James Ellroy’s Wisconsin Police Gazzette: Milwaukee on the make

November 29, 2019

For the following post we welcome back to the blog James Ellroy aficionado and all-round good guy Jason Carter… This article is the second instalment in Jason’s series exploring the connections between Ellroy and the true crime history of Wisconsin.

Deputy Sheriff Herman L. Page was elected County Sheriff in 1853, and chose as his deputy sheriff, a former New York City Police Detective named William Beck.

william beck

William Beck, Deputy Sheriff of Milwaukee

Though Beck was quite successful at bagging several thieves, Milwaukee’s rampant lawlessness continued, prompting a public outcry that forced city officials to establish a permanent police force in 1855.

According to Milwaukee Police Historian George Kelling, the Milwaukee Police Department, like Boston, and New York City before it, modeled its police force after London’s Metropolitan Police, who received their authority directly from the British Monarchy.  While Milwaukee adopted London’s habits of maintaining order, preventing crime and patrolling neighborhoods, unlike London, Milwaukee policing was strictly a local matter unaffiliated with government…  This would prove uniquely problematic, according to Kelling, as it kept police close to the concerns of local citizens, but also invited corruption and political manipulation of police departments.
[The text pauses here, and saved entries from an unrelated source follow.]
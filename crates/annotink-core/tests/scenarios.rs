//! End-to-end interaction scenarios driven through the public event API.

use annotink_core::geometry::{boundary_intersection, centroid, iou, resample_polygon};
use annotink_core::{
    AiMode, Buttons, Canvas, CanvasConfig, CanvasError, CanvasEvent, Key, KeyEvent, Modifiers,
    MouseButton, PointerEvent, Shape, ShapeKind,
};
use kurbo::{Point, Rect, Size};

fn init_logging() {
    let _ = env_logger::builder().is_test(true).try_init();
}

fn canvas() -> Canvas {
    init_logging();
    let mut canvas = Canvas::new(CanvasConfig::default()).unwrap();
    canvas.set_widget_size(Size::new(1200.0, 800.0));
    canvas.load_image(1200, 800, true);
    canvas
}

fn press(canvas: &mut Canvas, x: f64, y: f64) -> Vec<CanvasEvent> {
    canvas.handle_pointer(PointerEvent::Down {
        position: Point::new(x, y),
        button: MouseButton::Left,
        modifiers: Modifiers::NONE,
    })
}

fn release(canvas: &mut Canvas, x: f64, y: f64) -> Vec<CanvasEvent> {
    canvas.handle_pointer(PointerEvent::Up {
        position: Point::new(x, y),
        button: MouseButton::Left,
        modifiers: Modifiers::NONE,
    })
}

fn move_to(canvas: &mut Canvas, x: f64, y: f64, buttons: Buttons) -> Vec<CanvasEvent> {
    canvas.handle_pointer(PointerEvent::Move {
        position: Point::new(x, y),
        buttons,
        modifiers: Modifiers::NONE,
    })
}

#[test]
fn rectangle_drawn_with_two_clicks() {
    let mut canvas = canvas();
    canvas.set_create_kind(ShapeKind::Rectangle);
    canvas.set_editing(false);

    let events = press(&mut canvas, 26.0, 70.0);
    assert!(events.contains(&CanvasEvent::DrawingPolygon(true)));
    move_to(&mut canvas, 1184.0, 742.0, Buttons::NONE);
    assert_eq!(
        canvas.preview_line().points(),
        &[Point::new(26.0, 70.0), Point::new(1184.0, 742.0)]
    );
    let events = press(&mut canvas, 1184.0, 742.0);
    assert!(events.contains(&CanvasEvent::NewShape));
    assert!(events.contains(&CanvasEvent::DrawingPolygon(false)));

    let shape = &canvas.shapes()[0];
    assert_eq!(shape.kind(), ShapeKind::Rectangle);
    assert!(shape.is_closed());
    assert_eq!(
        shape.points(),
        &[Point::new(26.0, 70.0), Point::new(1184.0, 742.0)]
    );
    assert_eq!(canvas.document().history_len(), 1);
}

#[test]
fn dragged_point_stops_at_image_corner() {
    let mut canvas = canvas();
    let shape = Shape::with_points(ShapeKind::Point, vec![Point::new(5.0, 5.0)]).closed();
    let id = shape.id();
    canvas.load_shapes(vec![shape], true);

    let events = move_to(&mut canvas, 5.0, 5.0, Buttons::NONE);
    assert!(events.contains(&CanvasEvent::VertexSelected(true)));
    press(&mut canvas, 5.0, 5.0);
    move_to(&mut canvas, -50.0, -50.0, Buttons::only(MouseButton::Left));
    let events = release(&mut canvas, -50.0, -50.0);
    assert!(events.contains(&CanvasEvent::ShapeMoved));

    let p = canvas.shape(id).unwrap().points()[0];
    assert!(p.x.abs() < 1e-9);
    assert!(p.y.abs() < 1e-9);
}

#[test]
fn prompt_session_finishes_only_on_enter() {
    let mut canvas = canvas();
    canvas.set_ai_mode(AiMode::AddPoint);
    let events = press(&mut canvas, 100.0, 100.0);
    assert!(events.contains(&CanvasEvent::AiPointAdded));

    canvas.set_ai_mode(AiMode::RemovePoint);
    let events = press(&mut canvas, 200.0, 200.0);
    assert!(events.contains(&CanvasEvent::AiPointAdded));
    assert!(!events.contains(&CanvasEvent::AiSessionFinished));

    // Clicks outside the image are not prompts.
    let events = press(&mut canvas, 1500.0, 200.0);
    assert!(!events.contains(&CanvasEvent::AiPointAdded));

    let request = canvas.ai_prompt().request();
    assert_eq!(request.points, vec![[100, 100], [200, 200]]);
    assert_eq!(request.labels, vec![1, 0]);

    let events = canvas.handle_key(KeyEvent::Pressed(Key::Enter));
    assert_eq!(
        events,
        vec![CanvasEvent::AiSessionFinished, CanvasEvent::Repaint]
    );
}

#[test]
fn undo_ping_pongs_through_history() {
    let mut canvas = canvas();
    canvas.set_editing(false);
    canvas.set_create_kind(ShapeKind::Point);
    press(&mut canvas, 10.0, 10.0);
    assert_eq!(canvas.undo_shape_edit(), Err(CanvasError::NoHistory));
    assert_eq!(canvas.shapes().len(), 1);

    press(&mut canvas, 20.0, 20.0);
    press(&mut canvas, 30.0, 30.0);
    assert_eq!(canvas.shapes().len(), 3);

    canvas.undo_shape_edit().unwrap();
    assert_eq!(canvas.shapes().len(), 2);
    canvas.undo_shape_edit().unwrap();
    assert_eq!(canvas.shapes().len(), 1);
    assert!(canvas.undo_shape_edit().is_err());
}

#[test]
fn undo_history_is_independent_of_live_shapes() {
    let mut canvas = canvas();
    let square = Shape::with_points(
        ShapeKind::Polygon,
        vec![
            Point::new(100.0, 100.0),
            Point::new(200.0, 100.0),
            Point::new(200.0, 200.0),
            Point::new(100.0, 200.0),
        ],
    )
    .closed();
    let id = square.id();
    canvas.load_shapes(vec![square], true);

    press(&mut canvas, 150.0, 150.0);
    move_to(&mut canvas, 170.0, 150.0, Buttons::only(MouseButton::Left));
    release(&mut canvas, 170.0, 150.0);
    assert_eq!(canvas.shape(id).unwrap().points()[0], Point::new(120.0, 100.0));

    canvas.undo_shape_edit().unwrap();
    assert_eq!(canvas.shape(id).unwrap().points()[0], Point::new(100.0, 100.0));
}

#[test]
fn selected_shape_stays_inside_image_while_dragged() {
    let mut canvas = canvas();
    let rect = Shape::with_points(
        ShapeKind::Rectangle,
        vec![Point::new(1000.0, 600.0), Point::new(1100.0, 700.0)],
    )
    .closed();
    let id = rect.id();
    canvas.load_shapes(vec![rect], true);

    press(&mut canvas, 1050.0, 650.0);
    move_to(&mut canvas, 1190.0, 790.0, Buttons::only(MouseButton::Left));
    release(&mut canvas, 1190.0, 790.0);

    let bounds = canvas.shape(id).unwrap().bounding_rect();
    assert_eq!(bounds, Rect::new(1099.0, 699.0, 1199.0, 799.0));
}

#[test]
fn geometry_helpers_agree() {
    let square = [
        Point::new(0.0, 0.0),
        Point::new(100.0, 0.0),
        Point::new(100.0, 100.0),
        Point::new(0.0, 100.0),
    ];
    assert_eq!(resample_polygon(&square, 8).len(), 8);
    assert_eq!(resample_polygon(&square, 3).len(), 3);

    let c = centroid(&square).unwrap();
    let shape = Shape::with_points(ShapeKind::Polygon, square.to_vec()).closed();
    assert!(shape.contains_point(c));

    let a = Rect::new(0.0, 0.0, 10.0, 10.0);
    assert_eq!(iou(a, a), 1.0);
    assert_eq!(iou(a, Rect::new(20.0, 20.0, 30.0, 30.0)), 0.0);

    let image = Rect::new(0.0, 0.0, 1199.0, 799.0);
    let hit = boundary_intersection(Point::new(100.0, 100.0), Point::new(1300.0, 100.0), image);
    assert!((hit - Point::new(1199.0, 100.0)).hypot() < 1e-6);
}

#[test]
fn persisted_records_round_trip_through_canvas() {
    let mut canvas = canvas();
    let json = r#"[
        {"label": "car", "points": [[10.0, 20.0], [30.0, 40.0]], "shape_type": "rectangle", "group_id": 4},
        {"label": null, "points": [[5.0, 5.0]], "shape_type": "point"}
    ]"#;
    canvas.load_shapes_json(json, true).unwrap();
    assert_eq!(canvas.shapes().len(), 2);
    assert_eq!(canvas.shapes()[0].group_id, Some(4));

    let bad = r#"[{"label": "x", "points": [[1.0, 1.0]], "shape_type": "hexagon"}]"#;
    assert_eq!(
        canvas.load_shapes_json(bad, true),
        Err(CanvasError::UnsupportedShapeKind("hexagon".to_string()))
    );
    assert_eq!(canvas.shapes().len(), 2);
}
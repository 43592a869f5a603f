//! Region-of-interest polygon that limits tracking.

use kurbo::{BezPath, Point, Shape as _};
use serde::{Deserialize, Serialize};

#[derive(Debug, Clone, Copy, PartialEq, Eq, Default, Serialize, Deserialize)]
pub enum TrackingState {
    #[default]
    None,
    Drawing,
    Drawn,
}

/// A polygon drawn independently of the annotation shapes.
#[derive(Debug, Clone, Default, PartialEq, Serialize, Deserialize)]
pub struct TrackingArea {
    state: TrackingState,
    polygon: Vec<Point>,
}

impl TrackingArea {
    pub fn new() -> Self {
        Self::default()
    }

    pub fn state(&self) -> TrackingState {
        self.state
    }

    pub fn polygon(&self) -> &[Point] {
        &self.polygon
    }

    pub fn is_active(&self) -> bool {
        self.state != TrackingState::None
    }

    pub fn is_drawing(&self) -> bool {
        self.state == TrackingState::Drawing
    }

    /// Start a fresh polygon.
    pub fn start_drawing(&mut self) {
        self.polygon.clear();
        self.state = TrackingState::Drawing;
    }

    pub fn add_vertex(&mut self, point: Point) {
        if self.is_drawing() {
            self.polygon.push(point);
        }
    }

    /// Finish the polygon. Returns false when nothing was being drawn.
    pub fn finish(&mut self) -> bool {
        if !self.is_drawing() {
            return false;
        }
        self.state = TrackingState::Drawn;
        log::info!("Tracking area drawn with {} vertices", self.polygon.len());
        true
    }

    pub fn clear(&mut self) {
        self.polygon.clear();
        self.state = TrackingState::None;
    }

    /// Whether a point falls inside the finished area. An unset area contains everything.
    pub fn contains(&self, point: Point) -> bool {
        if self.state != TrackingState::Drawn || self.polygon.len() < 3 {
            return true;
        }
        let mut path = BezPath::new();
        path.move_to(self.polygon[0]);
        for p in &self.polygon[1..] {
            path.line_to(*p);
        }
        path.close_path();
        path.winding(point) % 2 != 0
    }
}
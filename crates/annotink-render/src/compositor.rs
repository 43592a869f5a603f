//! Frame composition in a fixed draw order.

use crate::overlays::{
    paint_crosshair, paint_loading, paint_prompt_points, paint_prompt_rect,
    paint_rect_in_progress, paint_tracking_area, paint_trajectory,
};
use crate::painter::{outline_path, paint_shape, to_color};
use crate::renderer::RenderContext;
use crate::surface::{Layer, Surface};
use annotink_core::shapes::{Shape, ShapeKind};

/// Draw a frame of the canvas onto `surface`.
///
/// Order: image, trajectories and masks, committed shapes, the shape being drawn with its
/// preview line, shadow copies, the polygon fill preview, the crosshair, prompt overlays,
/// the tracking area. The loading overlay replaces everything after the image.
pub fn compose<S: Surface + ?Sized>(ctx: &RenderContext, surface: &mut S) {
    let canvas = ctx.canvas;
    if !canvas.has_image() && !canvas.loading().active {
        return;
    }
    let transform = canvas.viewport().transform();
    let scale = canvas.viewport().scale;

    if canvas.loading().active {
        surface.begin_layer(Layer::Loading);
        paint_loading(surface, transform, canvas, ctx.image);
        return;
    }

    if let Some(image) = ctx.image {
        surface.begin_layer(Layer::Image);
        surface.draw_image(transform, image);
    }

    let trajectories = canvas.trajectories();
    let visible: Vec<&Shape> = canvas
        .shapes()
        .iter()
        .filter(|s| canvas.is_shape_shown(s))
        .collect();
    if trajectories.flags.traj {
        let paths = trajectories.paths(ctx.frame, visible.iter().copied());
        if !paths.is_empty() {
            surface.begin_layer(Layer::Trajectories);
            for path in &paths {
                paint_trajectory(surface, transform, path);
            }
        }
    }
    if trajectories.flags.mask {
        surface.begin_layer(Layer::Masks);
        let alpha = trajectories.mask_alpha as f32;
        for shape in visible.iter().filter(|s| s.group_id.is_some()) {
            if let Some(path) = outline_path(shape) {
                let color = to_color(shape.colors.vertex_fill.with_alpha(255));
                surface.fill(transform, color.multiply_alpha(alpha), &path);
            }
        }
    }

    if !visible.is_empty() {
        surface.begin_layer(Layer::Shapes);
        let hovered = canvas.hover().shape;
        for shape in &visible {
            let fill = shape.selected || hovered == Some(shape.id());
            paint_shape(surface, transform, shape, scale, fill);
        }
    }

    if let Some(current) = canvas.current() {
        surface.begin_layer(Layer::Drawing);
        paint_shape(surface, transform, current, scale, false);
        paint_shape(surface, transform, canvas.preview_line(), scale, false);
    }

    if !canvas.shadow_copies().is_empty() {
        surface.begin_layer(Layer::ShadowCopies);
        for shape in canvas.shadow_copies() {
            paint_shape(surface, transform, shape, scale, false);
        }
    }

    if canvas.config().fill_drawing && canvas.create_kind() == ShapeKind::Polygon {
        if let Some(current) = canvas.current().filter(|c| c.len() >= 2) {
            let mut preview = current.clone();
            if let Some(end) = canvas.preview_line().last_point() {
                preview.add_point(end);
            }
            surface.begin_layer(Layer::FillPreview);
            paint_shape(surface, transform, &preview, scale, true);
        }
    }

    if canvas.config().show_cross_line {
        surface.begin_layer(Layer::Crosshair);
        paint_crosshair(surface, transform, canvas, ctx.crosshair_color);
    }

    let prompt = canvas.ai_prompt();
    if let Some(corner) = prompt.pending_corner() {
        surface.begin_layer(Layer::AiRectInProgress);
        paint_rect_in_progress(surface, transform, canvas, corner);
    }
    if !prompt.points().is_empty() {
        surface.begin_layer(Layer::AiPoints);
        paint_prompt_points(surface, transform, canvas);
    }
    if let Some(rect) = prompt.rect_bounds() {
        surface.begin_layer(Layer::AiRect);
        paint_prompt_rect(surface, transform, canvas, rect);
    }

    if canvas.tracking_area().is_active() && !canvas.tracking_area().polygon().is_empty() {
        surface.begin_layer(Layer::TrackingArea);
        paint_tracking_area(surface, transform, canvas);
    }
}
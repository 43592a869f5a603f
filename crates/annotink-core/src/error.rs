//! Error types for the canvas engine.

use thiserror::Error;

/// Errors raised by canvas configuration and history operations.
#[derive(Debug, Error, Clone, PartialEq)]
pub enum CanvasError {
    #[error("Unsupported shape kind: {0}")]
    UnsupportedShapeKind(String),
    #[error("Unexpected value for double_click event: {0}")]
    UnsupportedDoubleClick(String),
    #[error("Invalid configuration: {0}")]
    InvalidConfig(String),
    #[error("No history to restore")]
    NoHistory,
    #[error("Serialization error: {0}")]
    Serialization(String),
}

impl From<serde_json::Error> for CanvasError {
    fn from(err: serde_json::Error) -> Self {
        CanvasError::Serialization(err.to_string())
    }
}

/// Result type for canvas operations.
pub type CanvasResult<T> = Result<T, CanvasError>;
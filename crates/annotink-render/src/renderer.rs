//! Render context and renderer trait.

use crate::compositor::compose;
use crate::surface::{FrameImage, Surface};
use annotink_core::canvas::Canvas;
use peniko::Color;
use thiserror::Error;

/// Renderer errors.
#[derive(Debug, Error)]
pub enum RenderError {
    #[error("Image buffer holds {actual} bytes, expected {expected}")]
    InvalidImage { expected: usize, actual: usize },
    #[error("Surface error: {0}")]
    Surface(String),
}

/// Result type for renderer operations.
pub type RenderResult<T> = Result<T, RenderError>;

/// Context for a single render frame.
pub struct RenderContext<'a> {
    /// The canvas to render.
    pub canvas: &'a Canvas,
    /// Pixels of the frame; hosts that draw the image themselves leave this empty.
    pub image: Option<&'a FrameImage>,
    /// Crosshair colour.
    pub crosshair_color: Color,
    /// Current video frame index, used to draw trajectories.
    pub frame: usize,
}

impl<'a> RenderContext<'a> {
    /// Create a new render context.
    pub fn new(canvas: &'a Canvas) -> Self {
        Self {
            canvas,
            image: None,
            crosshair_color: Color::from_rgb8(0x00, 0xFF, 0x00),
            frame: canvas.current_frame(),
        }
    }

    /// Set the frame pixels.
    pub fn with_image(mut self, image: &'a FrameImage) -> Self {
        self.image = Some(image);
        self
    }

    pub fn with_crosshair_color(mut self, color: Color) -> Self {
        self.crosshair_color = color;
        self
    }

    pub fn with_frame(mut self, frame: usize) -> Self {
        self.frame = frame;
        self
    }
}

/// Something that can turn a [`RenderContext`] into draw calls.
pub trait Renderer {
    /// Build the draw calls for a frame.
    fn build_scene(&mut self, ctx: &RenderContext);
}

impl<S: Surface> Renderer for S {
    fn build_scene(&mut self, ctx: &RenderContext) {
        compose(ctx, self);
    }
}
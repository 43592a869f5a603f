//! Persisted shape form exchanged with collaborators.

use super::{Shape, ShapeColors, ShapeKind};
use crate::error::CanvasError;
use kurbo::Point;
use serde::{Deserialize, Serialize};
use std::collections::BTreeMap;

/// A shape as it appears in annotation files.
#[derive(Debug, Clone, PartialEq, Serialize, Deserialize)]
pub struct ShapeRecord {
    pub label: Option<String>,
    pub points: Vec<[f64; 2]>,
    #[serde(default)]
    pub group_id: Option<u32>,
    pub shape_type: String,
    #[serde(default)]
    pub flags: BTreeMap<String, bool>,
    #[serde(default)]
    pub content: Option<String>,
}

impl From<&Shape> for ShapeRecord {
    fn from(shape: &Shape) -> Self {
        Self {
            label: shape.label.clone(),
            points: shape.points().iter().map(|p| [p.x, p.y]).collect(),
            group_id: shape.group_id,
            shape_type: shape.kind().to_string(),
            flags: shape.flags.clone(),
            content: shape.content.clone(),
        }
    }
}

impl TryFrom<ShapeRecord> for Shape {
    type Error = CanvasError;

    /// Loaded shapes are finished, so they come back closed.
    fn try_from(record: ShapeRecord) -> Result<Self, Self::Error> {
        let kind: ShapeKind = record.shape_type.parse()?;
        let points = record
            .points
            .iter()
            .map(|[x, y]| Point::new(*x, *y))
            .collect();
        let mut shape = Shape::with_points(kind, points).closed();
        if let Some(label) = &record.label {
            shape.colors = ShapeColors::for_label(label);
        }
        shape.label = record.label;
        shape.group_id = record.group_id;
        shape.flags = record.flags;
        shape.content = record.content;
        Ok(shape)
    }
}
With the unanimous vote of the Common Council, Milwaukee Mayor James B. Cross appointed William Beck as Milwaukee’s first chief of police.  This was a typical procedure in the U.S. at the time. Beck selected six men for his force, all chosen for their formidable size and fighting skills. Arresting a suspect in those days typically meant whipping and beating him first, something that almost always earned the arresting officers black eyes, bruised cheeks, split lips, and contusions too numerous to count.

In 1861, mobs staged two disastrous riots. The first was a bank riot led by Milwaukee laborers enraged that the banks refused to accept the script the laborers were paid in.  Thinking they were being cheated out of their wages, the angry mob sacked and demolished two banks beyond repair.

Barely two months later, another mob attacked the Milwaukee jail, intent on lynching Marshall Clark and James Shelton, two African American men held for the stabbing death of one man, and the wounding of another. While Shelton escaped (and was later acquitted at trial), the mob lynched Clark. Public blame for the fiasco fell on Chief William Beck, who soon after resigned.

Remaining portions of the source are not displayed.